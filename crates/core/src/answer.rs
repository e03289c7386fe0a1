use crate::error::SearchError;
use crate::models::RetrievedChunk;
use crate::prompts::{answer_context, ANSWER_SYSTEM_PROMPT};
use crate::retriever::Retriever;
use crate::services::{ChatMessage, CompletionService};
use serde::{Deserialize, Serialize};
use std::sync::Arc;
use tracing::info;

#[derive(Debug, Clone, PartialEq, Serialize, Deserialize)]
pub struct Answer {
    pub answer: String,
    pub sources: Vec<RetrievedChunk>,
}

pub struct AnswerGenerator {
    retriever: Arc<Retriever>,
    completion: Arc<dyn CompletionService>,
}

impl AnswerGenerator {
    pub fn new(retriever: Arc<Retriever>, completion: Arc<dyn CompletionService>) -> Self {
        Self {
            retriever,
            completion,
        }
    }

    /// `history` is replayed verbatim, oldest first, between the context and
    /// the question.
    pub async fn answer(
        &self,
        question: &str,
        history: &[ChatMessage],
        top_k: Option<usize>,
        min_similarity: Option<f32>,
    ) -> Result<Answer, SearchError> {
        let sources = self
            .retriever
            .retrieve(question, top_k, min_similarity)
            .await?;

        let messages = build_messages(question, history, &sources);
        let answer = self.completion.complete(&messages).await?;

        info!(
            sources = sources.len(),
            history = history.len(),
            answer_chars = answer.chars().count(),
            "Generated answer"
        );
        Ok(Answer {
            answer: answer.trim().to_string(),
            sources,
        })
    }
}

fn build_messages(question: &str, history: &[ChatMessage], sources: &[RetrievedChunk]) -> Vec<ChatMessage> {
    let excerpts: Vec<(String, f32, String)> = sources
        .iter()
        .map(|hit| {
            (
                hit.document_name.clone(),
                hit.similarity,
                hit.chunk.content().to_string(),
            )
        })
        .collect();

    let mut messages = Vec::with_capacity(history.len() + 3);
    messages.push(ChatMessage::system(ANSWER_SYSTEM_PROMPT));
    messages.push(ChatMessage::system(format!(
        "Document excerpts:\n\n{}",
        answer_context(&excerpts)
    )));
    messages.extend(history.iter().cloned());
    messages.push(ChatMessage::user(question.trim()));
    messages
}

****************

◆ **What the exercise asks**:
Using the records above, copy each line that contains "trim".

◆ **Reply**:
            answer: answer.trim().to_string(),
    messages.push(ChatMessage::user(question.trim()));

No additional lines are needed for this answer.